■ **WORK ITEM**
Return all the lines below in which the string "replies" appears.

■ **DATA PROVIDED**
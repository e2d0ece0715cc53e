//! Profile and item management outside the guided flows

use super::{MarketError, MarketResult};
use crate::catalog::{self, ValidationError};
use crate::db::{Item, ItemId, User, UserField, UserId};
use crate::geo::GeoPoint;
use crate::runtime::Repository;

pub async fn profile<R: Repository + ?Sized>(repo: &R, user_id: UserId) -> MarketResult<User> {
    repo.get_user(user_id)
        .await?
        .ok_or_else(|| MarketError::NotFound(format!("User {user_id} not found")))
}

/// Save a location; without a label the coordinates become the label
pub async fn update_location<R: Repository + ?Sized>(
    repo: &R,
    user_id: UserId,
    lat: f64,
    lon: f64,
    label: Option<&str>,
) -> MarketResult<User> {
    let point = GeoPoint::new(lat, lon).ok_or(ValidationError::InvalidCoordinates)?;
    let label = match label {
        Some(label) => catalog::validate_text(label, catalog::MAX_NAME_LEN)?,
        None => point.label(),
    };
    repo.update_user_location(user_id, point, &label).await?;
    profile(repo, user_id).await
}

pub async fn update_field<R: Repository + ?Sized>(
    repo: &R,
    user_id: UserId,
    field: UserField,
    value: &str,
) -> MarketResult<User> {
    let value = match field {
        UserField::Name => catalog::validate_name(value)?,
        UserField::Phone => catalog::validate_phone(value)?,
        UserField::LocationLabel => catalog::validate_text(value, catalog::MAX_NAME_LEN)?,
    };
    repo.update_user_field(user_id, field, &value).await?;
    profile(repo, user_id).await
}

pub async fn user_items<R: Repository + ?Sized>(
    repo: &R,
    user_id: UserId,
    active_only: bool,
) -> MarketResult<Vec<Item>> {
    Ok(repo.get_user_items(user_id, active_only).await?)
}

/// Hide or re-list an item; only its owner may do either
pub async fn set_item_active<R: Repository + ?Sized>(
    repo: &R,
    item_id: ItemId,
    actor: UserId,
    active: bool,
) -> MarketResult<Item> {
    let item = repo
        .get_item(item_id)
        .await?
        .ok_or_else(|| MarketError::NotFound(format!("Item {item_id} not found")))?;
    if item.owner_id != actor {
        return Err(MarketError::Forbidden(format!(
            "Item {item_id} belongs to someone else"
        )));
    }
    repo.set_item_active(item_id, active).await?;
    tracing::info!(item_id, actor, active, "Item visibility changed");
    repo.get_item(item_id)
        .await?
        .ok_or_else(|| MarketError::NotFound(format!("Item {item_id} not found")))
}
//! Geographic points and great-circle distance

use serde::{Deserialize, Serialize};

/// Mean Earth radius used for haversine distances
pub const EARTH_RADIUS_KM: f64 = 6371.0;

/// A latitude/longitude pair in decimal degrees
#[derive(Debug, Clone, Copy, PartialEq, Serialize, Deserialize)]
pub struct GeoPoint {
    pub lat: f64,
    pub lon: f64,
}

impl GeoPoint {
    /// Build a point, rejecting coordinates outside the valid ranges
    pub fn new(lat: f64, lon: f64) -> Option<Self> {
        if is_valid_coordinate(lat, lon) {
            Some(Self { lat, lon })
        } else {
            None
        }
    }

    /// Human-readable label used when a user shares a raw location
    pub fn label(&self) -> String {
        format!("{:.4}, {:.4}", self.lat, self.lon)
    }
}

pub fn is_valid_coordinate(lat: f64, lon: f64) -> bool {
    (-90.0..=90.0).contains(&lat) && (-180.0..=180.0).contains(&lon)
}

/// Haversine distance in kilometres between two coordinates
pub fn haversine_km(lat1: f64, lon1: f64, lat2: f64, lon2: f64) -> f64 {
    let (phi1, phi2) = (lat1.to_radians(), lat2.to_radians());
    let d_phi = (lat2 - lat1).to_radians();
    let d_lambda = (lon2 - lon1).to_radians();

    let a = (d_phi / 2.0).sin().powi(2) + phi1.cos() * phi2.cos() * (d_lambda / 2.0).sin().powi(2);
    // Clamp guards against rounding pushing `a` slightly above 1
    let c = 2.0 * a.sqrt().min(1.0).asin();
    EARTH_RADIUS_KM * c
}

...

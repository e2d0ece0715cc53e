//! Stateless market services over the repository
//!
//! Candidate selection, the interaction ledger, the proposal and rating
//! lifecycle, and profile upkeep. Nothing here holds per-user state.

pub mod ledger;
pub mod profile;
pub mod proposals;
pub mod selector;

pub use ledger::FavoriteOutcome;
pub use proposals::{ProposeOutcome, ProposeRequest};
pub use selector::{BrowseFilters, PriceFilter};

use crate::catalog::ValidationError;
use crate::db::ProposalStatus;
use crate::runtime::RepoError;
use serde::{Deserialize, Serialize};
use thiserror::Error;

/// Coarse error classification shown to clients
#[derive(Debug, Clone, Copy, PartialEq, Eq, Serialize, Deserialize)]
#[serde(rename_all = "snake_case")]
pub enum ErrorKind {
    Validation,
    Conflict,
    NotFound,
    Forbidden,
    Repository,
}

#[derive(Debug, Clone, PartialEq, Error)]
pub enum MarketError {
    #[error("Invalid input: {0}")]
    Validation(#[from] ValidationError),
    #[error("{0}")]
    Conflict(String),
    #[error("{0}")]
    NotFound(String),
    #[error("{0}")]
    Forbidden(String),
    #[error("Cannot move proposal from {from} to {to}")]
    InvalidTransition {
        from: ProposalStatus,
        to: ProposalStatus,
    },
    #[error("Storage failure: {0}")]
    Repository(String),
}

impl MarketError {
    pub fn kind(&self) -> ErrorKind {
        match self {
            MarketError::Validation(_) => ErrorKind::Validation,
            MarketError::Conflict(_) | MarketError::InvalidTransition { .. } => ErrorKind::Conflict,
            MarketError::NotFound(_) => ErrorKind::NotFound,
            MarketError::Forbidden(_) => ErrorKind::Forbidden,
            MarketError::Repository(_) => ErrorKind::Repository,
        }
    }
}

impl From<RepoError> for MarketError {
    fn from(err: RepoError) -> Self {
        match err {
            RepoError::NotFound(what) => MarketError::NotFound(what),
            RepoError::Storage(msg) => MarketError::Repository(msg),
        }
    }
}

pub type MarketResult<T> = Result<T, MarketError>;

* * *

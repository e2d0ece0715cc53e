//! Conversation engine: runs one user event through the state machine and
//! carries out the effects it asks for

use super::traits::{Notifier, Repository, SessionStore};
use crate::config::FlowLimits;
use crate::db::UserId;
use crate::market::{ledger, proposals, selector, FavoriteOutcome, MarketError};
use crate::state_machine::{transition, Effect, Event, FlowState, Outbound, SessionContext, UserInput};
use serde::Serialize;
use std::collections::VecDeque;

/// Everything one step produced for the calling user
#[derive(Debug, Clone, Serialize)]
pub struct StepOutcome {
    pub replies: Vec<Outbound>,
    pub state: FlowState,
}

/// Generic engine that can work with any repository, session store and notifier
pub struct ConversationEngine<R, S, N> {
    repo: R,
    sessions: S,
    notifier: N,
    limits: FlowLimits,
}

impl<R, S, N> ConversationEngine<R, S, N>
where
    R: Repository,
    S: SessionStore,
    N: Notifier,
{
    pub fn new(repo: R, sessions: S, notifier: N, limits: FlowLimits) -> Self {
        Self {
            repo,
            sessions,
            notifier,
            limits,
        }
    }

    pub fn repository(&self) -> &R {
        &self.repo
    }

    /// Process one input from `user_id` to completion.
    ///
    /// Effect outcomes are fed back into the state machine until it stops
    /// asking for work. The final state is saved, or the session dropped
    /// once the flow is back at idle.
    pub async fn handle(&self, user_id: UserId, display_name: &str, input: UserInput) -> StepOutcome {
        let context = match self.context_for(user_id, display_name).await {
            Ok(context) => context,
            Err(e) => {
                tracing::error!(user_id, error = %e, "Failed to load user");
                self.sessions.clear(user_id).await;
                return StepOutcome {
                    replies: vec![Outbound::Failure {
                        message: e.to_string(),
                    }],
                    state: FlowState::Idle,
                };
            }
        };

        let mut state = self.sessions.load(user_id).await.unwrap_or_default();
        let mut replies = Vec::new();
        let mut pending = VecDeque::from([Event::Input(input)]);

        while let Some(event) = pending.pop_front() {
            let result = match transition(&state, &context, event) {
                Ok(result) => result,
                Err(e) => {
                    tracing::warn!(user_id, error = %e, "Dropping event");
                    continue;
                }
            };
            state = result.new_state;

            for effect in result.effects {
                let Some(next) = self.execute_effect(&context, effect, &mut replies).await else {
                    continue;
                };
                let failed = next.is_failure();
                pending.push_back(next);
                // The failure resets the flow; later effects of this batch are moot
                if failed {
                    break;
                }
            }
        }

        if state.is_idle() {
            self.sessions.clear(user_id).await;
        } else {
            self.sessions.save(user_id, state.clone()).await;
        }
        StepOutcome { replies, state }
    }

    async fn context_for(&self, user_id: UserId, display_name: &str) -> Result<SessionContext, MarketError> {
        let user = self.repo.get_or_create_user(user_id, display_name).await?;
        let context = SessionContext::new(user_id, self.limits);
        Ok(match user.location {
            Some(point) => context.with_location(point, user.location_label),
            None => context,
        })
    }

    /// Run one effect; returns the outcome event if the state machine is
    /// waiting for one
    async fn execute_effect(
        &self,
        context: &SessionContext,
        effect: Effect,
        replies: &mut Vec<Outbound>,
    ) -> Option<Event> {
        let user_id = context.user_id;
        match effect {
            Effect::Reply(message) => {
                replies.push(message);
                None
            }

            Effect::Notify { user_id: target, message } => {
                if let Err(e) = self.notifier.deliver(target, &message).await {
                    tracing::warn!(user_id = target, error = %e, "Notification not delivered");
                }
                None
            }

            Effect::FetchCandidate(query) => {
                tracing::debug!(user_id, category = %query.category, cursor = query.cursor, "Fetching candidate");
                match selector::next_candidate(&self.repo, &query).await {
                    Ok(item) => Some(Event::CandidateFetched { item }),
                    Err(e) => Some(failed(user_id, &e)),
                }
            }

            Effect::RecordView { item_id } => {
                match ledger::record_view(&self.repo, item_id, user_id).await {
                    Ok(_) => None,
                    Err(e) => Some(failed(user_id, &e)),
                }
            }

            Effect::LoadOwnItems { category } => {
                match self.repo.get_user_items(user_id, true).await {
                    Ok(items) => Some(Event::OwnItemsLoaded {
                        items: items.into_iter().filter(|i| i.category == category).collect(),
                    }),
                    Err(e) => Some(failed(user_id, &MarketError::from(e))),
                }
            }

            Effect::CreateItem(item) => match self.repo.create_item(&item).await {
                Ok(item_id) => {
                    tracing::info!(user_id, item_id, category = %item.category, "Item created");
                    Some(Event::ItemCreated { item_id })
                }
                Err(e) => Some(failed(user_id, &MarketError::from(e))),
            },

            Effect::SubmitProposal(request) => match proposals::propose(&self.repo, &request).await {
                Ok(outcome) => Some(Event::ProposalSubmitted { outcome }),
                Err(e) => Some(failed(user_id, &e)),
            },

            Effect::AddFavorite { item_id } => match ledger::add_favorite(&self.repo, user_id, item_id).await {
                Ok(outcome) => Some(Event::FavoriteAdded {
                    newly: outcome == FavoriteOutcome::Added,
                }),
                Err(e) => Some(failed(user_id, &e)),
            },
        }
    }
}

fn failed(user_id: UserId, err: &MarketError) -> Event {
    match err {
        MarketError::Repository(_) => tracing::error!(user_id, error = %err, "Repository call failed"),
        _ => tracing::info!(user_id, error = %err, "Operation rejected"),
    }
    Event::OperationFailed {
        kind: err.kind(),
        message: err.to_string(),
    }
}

■ **OUTPUT FOR THIS TASK**
    pub replies: Vec<Outbound>,
                    replies: vec![Outbound::Failure {
        let mut replies = Vec::new();
                let Some(next) = self.execute_effect(&context, effect, &mut replies).await else {
        StepOutcome { replies, state }
        replies: &mut Vec<Outbound>,
                replies.push(message);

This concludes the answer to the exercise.